_Mathematics with the G structure_

[I.V. Serov]

Vaughan Pratt states in:

https://cs.nyu.edu/pipermail/fom/2023-January/023735.html
https://cs.nyu.edu/pipermail/fom/2023-January/023723.html

(1) "So far it seems to me that every objection to my proposal (repeated 
below) concerning gapless geodesics depends on the 
assumption/axiom/whatever that a nonempty linear order with no greatest 
(or least) element must be an actual infinity."

(2) "What is bothering me is the idea that because the sequence is 
infinite, it is therefore not something we can experience."

Nevertheless, indeed:

(3) "there is nothing inconsistent about dropping the axiom that a 
nonempty linear order with no
least element is impossible to experience in practice."

(4) "One might complain that writing a real in binary is an actual 
infinity.
To get around this, allow L and U to each be arbitrary finite sequences 
of
bits, with U differing from L by adding 1 to the last bit of each 
element
of U and doing the usual carry propagation in the finitely many bits of
that element."

No complains out here!

The "arbitrary finite sequences of bits" concatenated one after another 
form an (actually) infinite string
- a model of a state of the universe G.
To be more precise: each string-state is infinite at an open side;
and it is finite at the other - at the closed side; and that means, that
each string-state of the universe G is well-founded with the least 
(first) element at the closed side;
each string-state is an infinite sequence itself.

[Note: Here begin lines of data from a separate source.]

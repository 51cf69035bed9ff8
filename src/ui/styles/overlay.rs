// SPDX-License-Identifier: MPL-2.0
//! Overlay styles for the lightbox, the settings sheet, and their chrome.

use crate::ui::design_tokens::{
    opacity,
    palette::{BLACK, WHITE},
};
use crate::ui::styles::scheme_for;
use iced::widget::{container, svg};
use iced::{Background, Border, Color, Theme};

/// Near-opaque backdrop behind the lightbox. The page underneath must read
/// as dismissed, not dimmed.
pub fn backdrop(theme: &Theme) -> container::Style {
    let scheme = scheme_for(theme);
    container::Style {
        background: Some(Background::Color(scheme.overlay_backdrop)),
        text_color: Some(scheme.overlay_text),
        ..Default::default()
    }
}

/// Dimming layer behind the settings sheet, lighter than the lightbox
/// backdrop so the page stays recognizable.
pub fn dim_layer(_theme: &Theme) -> container::Style {
    container::Style {
        background: Some(Background::Color(Color {
            a: opacity::OVERLAY_STRONG,
            ..BLACK
        })),
        text_color: Some(WHITE),
        ..Default::default()
    }
}

/// Generic style for overlay indicators like the image position counter.
pub fn indicator(rad: f32) -> impl Fn(&Theme) -> container::Style {
    move |_theme: &Theme| container::Style {
        background: Some(Background::Color(Color {
            a: opacity::OVERLAY_STRONG,
            ..BLACK
        })),
        text_color: Some(WHITE),
        border: Border {
            color: Color {
                a: opacity::OVERLAY_SUBTLE,
                ..WHITE
            },
            width: 1.0,
            radius: rad.into(),
        },
        ..Default::default()
    }
}

/// Style for tinted SVG icons in overlays and the navbar.
pub fn icon(color: Color) -> impl Fn(&Theme, svg::Status) -> svg::Style {
    move |_theme: &Theme, _status: svg::Status| svg::Style { color: Some(color) }
}

#[cfg(test)]
mod tests {
    use super::*;

    #[test]
    fn backdrop_is_nearly_opaque() {
        let style = backdrop(&Theme::Dark);
        if let Some(Background::Color(bg)) = style.background {
            assert!(bg.a > 0.9);
        } else {
            panic!("Expected background color");
        }
    }

    #[test]
    fn dim_layer_is_lighter_than_backdrop() {
        let dim = dim_layer(&Theme::Dark);
        let back = backdrop(&Theme::Dark);
        let (Some(Background::Color(d)), Some(Background::Color(b))) =
            (dim.background, back.background)
        else {
            panic!("Expected background colors");
        };
        assert!(d.a < b.a);
    }
}
// SPDX-License-Identifier: MPL-2.0
//! Message handlers for the application update loop.
//!
//! Page interactions translate one-to-one into engine commands; the settings
//! handlers mutate the config, persist it, and refresh whatever derives from
//! it. Handlers return the follow-up task for the runtime, `Task::none()`
//! when the effect is purely local.

use super::{App, Message};
use crate::config;
use crate::engine::Command;
use crate::ui::lightbox;
use crate::ui::navbar;
use crate::ui::notifications::Notification;
use crate::ui::sections::{self, region, Section};
use crate::ui::state::region_span;
use crate::ui::theme::ThemeMode;
use iced::widget::{operation, Id};
use iced::Task;
use std::time::Instant;
use unic_langid::LanguageIdentifier;

/// Routes a section interaction to the engine or the runtime.
pub fn handle_page_message(app: &mut App, message: sections::Message) -> Task<Message> {
    match message {
        sections::Message::ToggleItem(item_id) => {
            app.engine.apply(Command::ToggleItem(item_id));
            Task::none()
        }
        sections::Message::SelectTab(item_id, tab) => {
            app.engine.apply(Command::SelectTab(item_id, tab));
            Task::none()
        }
        sections::Message::OpenLightbox { images, start } => {
            app.engine.apply(Command::OpenLightbox { images, start });
            Task::none()
        }
        sections::Message::JumpTo(section) => jump_to(section),
        sections::Message::CopyContact(value) => {
            app.notifications
                .push(Notification::success("notification-contact-copied"));
            iced::clipboard::write(value.to_string())
        }
        sections::Message::RegionSighted { region, fraction } => {
            app.engine.apply(Command::ReportVisibility {
                region: region.to_string(),
                fraction,
            });
            if app.engine.is_revealed(region) {
                let (base, step) = super::motion_durations(&app.config);
                let items = sections::plan_of(region).map_or(1, |plan| plan.items);
                let now = Instant::now();
                app.now = now;
                app.entrance
                    .mark_revealed(region, now, region_span(items, base, step));
            }
            Task::none()
        }
    }
}

pub fn handle_navbar_message(app: &mut App, message: navbar::Message) -> Task<Message> {
    match message {
        navbar::Message::JumpTo(section) => jump_to(section),
        navbar::Message::OpenSettings => {
            app.settings_open = true;
            Task::none()
        }
    }
}

pub fn handle_lightbox_message(app: &mut App, message: lightbox::Message) -> Task<Message> {
    let command = match message {
        lightbox::Message::Close => Command::CloseLightbox,
        lightbox::Message::Next => Command::LightboxNext,
        lightbox::Message::Previous => Command::LightboxPrevious,
    };
    app.engine.apply(command);
    Task::none()
}

pub fn handle_theme_mode(app: &mut App, mode: ThemeMode) -> Task<Message> {
    app.config.general.theme_mode = mode;
    persist_config(app)
}

pub fn handle_language(app: &mut App, locale: LanguageIdentifier) -> Task<Message> {
    app.i18n.set_locale(locale.clone());
    app.config.general.language = Some(locale.to_string());
    persist_config(app)
}

/// Flips the entrance reveal master toggle.
///
/// Turning reveals off latches every watched region at once and backfills
/// the entrance timeline, so re-enabling later can never leave an
/// already-latched region stuck at zero opacity.
pub fn handle_reveal_toggled(app: &mut App, enabled: bool) -> Task<Message> {
    app.config.motion.reveal_enabled = Some(enabled);

    if !enabled {
        app.engine.apply(Command::RevealAll);

        let (base, step) = super::motion_durations(&app.config);
        let now = Instant::now();
        app.now = now;
        app.entrance.mark_revealed(
            region::HERO,
            now,
            region_span(sections::HERO_ITEMS, base, step),
        );
        for plan in sections::WATCHED_REGIONS {
            app.entrance
                .mark_revealed(plan.id, now, region_span(plan.items, base, step));
        }
    }

    persist_config(app)
}

pub fn handle_base_delay(app: &mut App, ms: f32) -> Task<Message> {
    app.config.motion.base_delay_ms = Some(ms as u64);
    persist_config(app)
}

pub fn handle_step_delay(app: &mut App, ms: f32) -> Task<Message> {
    app.config.motion.step_delay_ms = Some(ms as u64);
    persist_config(app)
}

/// Scrolls the page to a section anchor.
fn jump_to(section: Section) -> Task<Message> {
    operation::snap_to(Id::new(sections::PAGE_SCROLLABLE_ID), section.anchor())
}

/// Saves the config, surfacing failures as an error toast.
fn persist_config(app: &mut App) -> Task<Message> {
    if let Err(err) = config::save(&app.config) {
        eprintln!("Failed to save settings: {err:?}");
        app.notifications
            .push(Notification::error("notification-config-save-error"));
    }
    Task::none()
}
// SPDX-License-Identifier: MPL-2.0
//! This module handles the application's configuration, including loading and saving
//! user preferences to a `settings.toml` file.
//!
//! # Configuration Sections
//!
//! The configuration is organized into logical sections:
//! - `[general]` - Language and theme mode
//! - `[motion]` - Entrance reveal behavior and stagger timing
//! - `[window]` - Initial window geometry
//!
//! # Path Resolution
//!
//! The config file location can be customized for testing or portable deployments:
//! 1. Use `load_from_path()`/`save_to_path()` with explicit path
//! 2. Pass `--config-dir` on the command line
//! 3. Set `ICED_VITRINE_CONFIG_DIR` environment variable
//! 4. Falls back to platform-specific config directory
//!
//! # Examples
//!
//! ```no_run
//! use iced_vitrine::config::{self, Config};
//!
//! // Load existing configuration (returns tuple with optional warning)
//! let (mut config, _warning) = config::load();
//!
//! // Modify a setting
//! config.general.language = Some("fr".to_string());
//!
//! // Save the modified configuration
//! config::save(&config).expect("Failed to save config");
//! ```

pub mod defaults;

pub use defaults::*;

use crate::error::{Error, Result};
use crate::paths;
use crate::ui::theme::ThemeMode;
use serde::{Deserialize, Serialize};
use std::fs;
use std::path::{Path, PathBuf};

const CONFIG_FILE: &str = "settings.toml";

// =============================================================================
// Section Structs
// =============================================================================

/// General application settings.
#[derive(Debug, Clone, Serialize, Deserialize, PartialEq)]
pub struct GeneralConfig {
    /// UI language code (e.g., "en-US", "fr").
    #[serde(default, skip_serializing_if = "Option::is_none")]
    pub language: Option<String>,

    /// Application theme mode (light, dark, or system).
    #[serde(
        default = "default_theme_mode",
        deserialize_with = "deserialize_theme_mode"
    )]
    pub theme_mode: ThemeMode,
}

impl Default for GeneralConfig {
    fn default() -> Self {
        Self {
            language: None,
            theme_mode: default_theme_mode(),
        }
    }
}

/// Entrance reveal settings.
///
/// `reveal_enabled = false` is the reduce-motion mode: sections render fully
/// visible immediately and no entrance fades run. Visibility latches still
/// fire either way.
#[derive(Debug, Clone, Serialize, Deserialize, PartialEq)]
pub struct MotionConfig {
    /// Whether entrance reveal animations run at all.
    #[serde(
        default = "default_reveal_enabled",
        skip_serializing_if = "Option::is_none"
    )]
    pub reveal_enabled: Option<bool>,

    /// Lead-in delay before the first staggered list item (milliseconds).
    #[serde(
        default = "default_base_delay_ms",
        skip_serializing_if = "Option::is_none"
    )]
    pub base_delay_ms: Option<u64>,

    /// Additional delay per staggered list item (milliseconds).
    #[serde(
        default = "default_step_delay_ms",
        skip_serializing_if = "Option::is_none"
    )]
    pub step_delay_ms: Option<u64>,
}

impl Default for MotionConfig {
    fn default() -> Self {
        Self {
            reveal_enabled: default_reveal_enabled(),
            base_delay_ms: default_base_delay_ms(),
            step_delay_ms: default_step_delay_ms(),
        }
    }
}

impl MotionConfig {
    /// Returns the effective lead-in delay, clamped to the allowed range.
    #[must_use]
    pub fn effective_base_delay_ms(&self) -> u64 {
        self.base_delay_ms
            .unwrap_or(DEFAULT_REVEAL_BASE_DELAY_MS)
            .clamp(MIN_REVEAL_BASE_DELAY_MS, MAX_REVEAL_BASE_DELAY_MS)
    }

    /// Returns the effective per-item delay, clamped to the allowed range.
    #[must_use]
    pub fn effective_step_delay_ms(&self) -> u64 {
        self.step_delay_ms
            .unwrap_or(DEFAULT_REVEAL_STEP_DELAY_MS)
            .clamp(MIN_REVEAL_STEP_DELAY_MS, MAX_REVEAL_STEP_DELAY_MS)
    }

    /// Returns whether entrance reveals are enabled.
    #[must_use]
    pub fn is_reveal_enabled(&self) -> bool {
        self.reveal_enabled.unwrap_or(true)
    }
}

/// Initial window geometry.
#[derive(Debug, Clone, Serialize, Deserialize, PartialEq)]
pub struct WindowConfig {
    /// Window width in logical pixels.
    #[serde(default = "default_window_width", skip_serializing_if = "Option::is_none")]
    pub width: Option<f32>,

    /// Window height in logical pixels.
    #[serde(
        default = "default_window_height",
        skip_serializing_if = "Option::is_none"
    )]
    pub height: Option<f32>,
}

impl Default for WindowConfig {
    fn default() -> Self {
        Self {
            width: default_window_width(),
            height: default_window_height(),
        }
    }
}

impl WindowConfig {
    /// Returns the effective window size, rejecting values below the minimums.
    #[must_use]
    pub fn effective_size(&self) -> (f32, f32) {
        let width = self
            .width
            .filter(|w| *w >= MIN_WINDOW_WIDTH)
            .unwrap_or(DEFAULT_WINDOW_WIDTH);
        let height = self
            .height
            .filter(|h| *h >= MIN_WINDOW_HEIGHT)
            .unwrap_or(DEFAULT_WINDOW_HEIGHT);
        (width, height)
    }
}

// =============================================================================
// Main Config Struct (Sectioned)
// =============================================================================

/// Application configuration with logical sections.
#[derive(Debug, Clone, Serialize, Deserialize, PartialEq, Default)]
pub struct Config {
    /// General application settings.
    #[serde(default)]
    pub general: GeneralConfig,

    /// Entrance reveal settings.
    #[serde(default)]
    pub motion: MotionConfig,

    /// Initial window geometry.
    #[serde(default)]
    pub window: WindowConfig,
}

// =============================================================================
// Default Value Functions
// =============================================================================

fn default_theme_mode() -> ThemeMode {
    ThemeMode::System
}

fn default_reveal_enabled() -> Option<bool> {
    Some(true)
}

fn default_base_delay_ms() -> Option<u64> {
    Some(DEFAULT_REVEAL_BASE_DELAY_MS)
}

fn default_step_delay_ms() -> Option<u64> {
    Some(DEFAULT_REVEAL_STEP_DELAY_MS)
}

fn default_window_width() -> Option<f32> {
    Some(DEFAULT_WINDOW_WIDTH)
}

fn default_window_height() -> Option<f32> {
    Some(DEFAULT_WINDOW_HEIGHT)
}

fn deserialize_theme_mode<'de, D>(deserializer: D) -> std::result::Result<ThemeMode, D::Error>
where
    D: serde::Deserializer<'de>,
{
    use serde::de::Error;

    let raw = String::deserialize(deserializer)?;
    match raw.to_lowercase().as_str() {
        "light" => Ok(ThemeMode::Light),
        "dark" => Ok(ThemeMode::Dark),
        "system" => Ok(ThemeMode::System),
        other => Err(D::Error::custom(format!("invalid theme_mode: {}", other))),
    }
}

// =============================================================================
// Config Path Resolution
// =============================================================================

/// Returns the config file path with an optional override.
fn get_config_path_with_override(base_dir: Option<PathBuf>) -> Option<PathBuf> {
    paths::get_app_config_dir_with_override(base_dir).map(|mut path| {
        path.push(CONFIG_FILE);
        path
    })
}

// =============================================================================
// Load Functions
// =============================================================================

/// Loads the configuration from the default path.
///
/// Returns a tuple of (config, optional_warning). If loading fails, returns
/// default config with a warning message explaining what went wrong.
pub fn load() -> (Config, Option<String>) {
    load_with_override(None)
}

/// Loads the configuration from a custom directory.
pub fn load_with_override(base_dir: Option<PathBuf>) -> (Config, Option<String>) {
    if let Some(path) = get_config_path_with_override(base_dir) {
        if path.exists() {
            match load_from_path(&path) {
                Ok(config) => return (config, None),
                Err(_) => {
                    return (
                        Config::default(),
                        Some("notification-config-load-error".to_string()),
                    );
                }
            }
        }
    }
    (Config::default(), None)
}

/// Loads configuration from a specific path.
pub fn load_from_path(path: &Path) -> Result<Config> {
    let content = fs::read_to_string(path)?;
    let config: Config = toml::from_str(&content)?;
    Ok(config)
}

// =============================================================================
// Save Functions
// =============================================================================

/// Saves the configuration to the default path.
pub fn save(config: &Config) -> Result<()> {
    save_with_override(config, None)
}

/// Saves the configuration to a custom directory.
pub fn save_with_override(config: &Config, base_dir: Option<PathBuf>) -> Result<()> {
    if let Some(path) = get_config_path_with_override(base_dir) {
        return save_to_path(config, &path);
    }
    Ok(())
}

/// Saves configuration to a specific path.
pub fn save_to_path(config: &Config, path: &Path) -> Result<()> {
    if let Some(parent) = path.parent() {
        fs::create_dir_all(parent)?;
    }
    let content = toml::to_string_pretty(config).map_err(Error::from)?;
    fs::write(path, content)?;
    Ok(())
}

// =============================================================================
// Tests
// =============================================================================

#[cfg(test)]
mod tests {
    use super::*;
    use tempfile::tempdir;

    #[test]
    fn save_and_load_round_trip_preserves_settings() {
        let config = Config {
            general: GeneralConfig {
                language: Some("fr".to_string()),
                theme_mode: ThemeMode::Light,
            },
            motion: MotionConfig {
                reveal_enabled: Some(false),
                base_delay_ms: Some(250),
                step_delay_ms: Some(80),
            },
            window: WindowConfig {
                width: Some(1024.0),
                height: Some(768.0),
            },
        };

        let dir = tempdir().expect("create temp dir");
        let path = dir.path().join(CONFIG_FILE);

        save_to_path(&config, &path).expect("save config");
        let loaded = load_from_path(&path).expect("load config");

        assert_eq!(loaded, config);
    }

    #[test]
    fn missing_file_yields_default_without_warning() {
        let dir = tempdir().expect("create temp dir");
        let (config, warning) = load_with_override(Some(dir.path().to_path_buf()));
        assert_eq!(config, Config::default());
        assert!(warning.is_none());
    }

    #[test]
    fn corrupt_file_yields_default_with_warning() {
        let dir = tempdir().expect("create temp dir");
        let path = dir.path().join(CONFIG_FILE);
        fs::write(&path, "this is { not toml").expect("write file");

        let (config, warning) = load_with_override(Some(dir.path().to_path_buf()));
        assert_eq!(config, Config::default());
        assert_eq!(
            warning,
            Some("notification-config-load-error".to_string())
        );
    }

    #[test]
    fn partial_file_fills_missing_sections_with_defaults() {
        let dir = tempdir().expect("create temp dir");
        let path = dir.path().join(CONFIG_FILE);
        fs::write(&path, "[general]\nlanguage = \"fr\"\n").expect("write file");

        let loaded = load_from_path(&path).expect("load config");
        assert_eq!(loaded.general.language, Some("fr".to_string()));
        assert_eq!(loaded.motion, MotionConfig::default());
        assert_eq!(loaded.window, WindowConfig::default());
    }

    #[test]
    fn theme_mode_parses_case_insensitively() {
        let dir = tempdir().expect("create temp dir");
        let path = dir.path().join(CONFIG_FILE);
        fs::write(&path, "[general]\ntheme_mode = \"Dark\"\n").expect("write file");

        let loaded = load_from_path(&path).expect("load config");
        assert_eq!(loaded.general.theme_mode, ThemeMode::Dark);
    }

    #[test]
    fn invalid_theme_mode_is_rejected() {
        let dir = tempdir().expect("create temp dir");
        let path = dir.path().join(CONFIG_FILE);
        fs::write(&path, "[general]\ntheme_mode = \"neon\"\n").expect("write file");

        assert!(load_from_path(&path).is_err());
    }

    #[test]
    fn save_creates_parent_directories() {
        let dir = tempdir().expect("create temp dir");
        let nested = dir.path().join("deeply").join("nested");
        let path = nested.join(CONFIG_FILE);

        save_to_path(&Config::default(), &path).expect("save config");
        assert!(path.exists());
    }

    #[test]
    fn motion_delays_clamp_to_bounds() {
        let motion = MotionConfig {
            reveal_enabled: Some(true),
            base_delay_ms: Some(999_999),
            step_delay_ms: Some(999_999),
        };
        assert_eq!(motion.effective_base_delay_ms(), MAX_REVEAL_BASE_DELAY_MS);
        assert_eq!(motion.effective_step_delay_ms(), MAX_REVEAL_STEP_DELAY_MS);
    }

    #[test]
    fn window_size_rejects_values_below_minimum() {
        let window = WindowConfig {
            width: Some(10.0),
            height: Some(10.0),
        };
        assert_eq!(
            window.effective_size(),
            (DEFAULT_WINDOW_WIDTH, DEFAULT_WINDOW_HEIGHT)
        );
    }

    #[test]
    fn default_motion_is_enabled() {
        assert!(MotionConfig::default().is_reveal_enabled());
    }
}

The difference between "actuality" and "potentiality" is a matter of 
interpretation in a certain sense:
Is there actually no last bit at the open side in each state-string of 
the universe G?
Or, is there only potentially no bit with no bit behind it at the open 
side?

It also means, that each string-state is an instantiation of an infinite 
sequence of natural numbers.
Do all these sequences form a set, whose elements, all-together, define 
the Natural Numbers?

Is there actually no first state in the universe G, so that no state is 
a non-successor state?
Or, is there only potentially no state with no state preceding it?

Whatever one experiences as finite is finite, because one experiences a 
finite change from one state to another:
- like adding, removing, flipping or carry-propagating a bit of the 
string.
That does not mean at all, that states of G themselves are finite or 
only potentially infinite.

A move from one string to another - from one state of the universe to 
the other - requires only a finite number of bit operations and that is 
good indeed.

Compare to: *An infinite electron jumps from one infinite orbit to 
another one and experiences a finite change so that the universe is now 
in another string-state.*

It is imperative to confirm that no state-string in G can consist of 
0-bits only, or 1-bits only;
no string-state is unary; all string-states are binary; this is an 
actual universal dichotomy.

The structure G can be translated into a structure that is described by 
all infinite continued fractions, such as [a0;a1,a2, ...],
where ai are natural numbers: 
https://en.wikipedia.org/wiki/Continued_fraction.
This brings us right to the Euclidean algorithm, which is at the core of 
all mathematics.

In this regard it is worth noting, that "no pattern has ever been found 
in this representation" of number pi.
Compare to: 
https://en.wikipedia.org/wiki/Generalized_continued_fraction#π.
Does this mean, that one needs more than two letters of the foundational 
alphabet?

The proposal of G is an excellent one; there are no objections to it out 
there,
except that it is necessary to recover enumeration as well, and that is:
- the structure is not only to be a dense order;
- it is also to be a discrete order; so that,
- there is a cross of the two orders - the cross order of the dense and 
of the discrete.

And this means the following:
- there is no first/least string-state in the universe of string-states:
-- neither with respect to the enumerative discrete order of the 
*universal time*,
-- nor with respect to the dense *matter* order;
- the structure is - actually (or at least potentially) - 
non-well-founded with respect to both orders and this is a fundamental 
requirement indeed.

Does one need to consider the structure G as an actual and/or as a 
potential infinity?
Again, in a certain sense it is a matter of interpretation:
- actual infinity appears to be not all too different from the potential 
one;
- and finiteness appears to be a special (periodic) case of infinity.

What is by far more important is that the universe of string-states is 
to be countable in some generalized sense
and this requires crossing of the dense and the discrete orders.
Without enumeration the mathematical G is to place dice, would need to 
make arbitrary choices and would be unable to justify own deeds. Is it 
the genuine mathematical G then?

Here a model:

Actually, or,
potentially,

what
- there was;
- there is and
- there will be,

is the deterministic universal rule (nous, or Greek νοῦς), which makes

- a being in the prior string-state of the universe
to become
- the being of the posterior string-state of the universe;

by the model force of:
- the carry;
- the heredity and
- the flip,

and so, that offspring states are situated between the parent states
by the model force of
- love.

Not to forget to recurse!

Then and only then, the structure G is to be nothing else (up to an 
isomorphism) than the structure X, the universal chain hereditary form;
and the theories of G and X are to survive together under the promising 
name of "the current history of the future".

I.V. Serov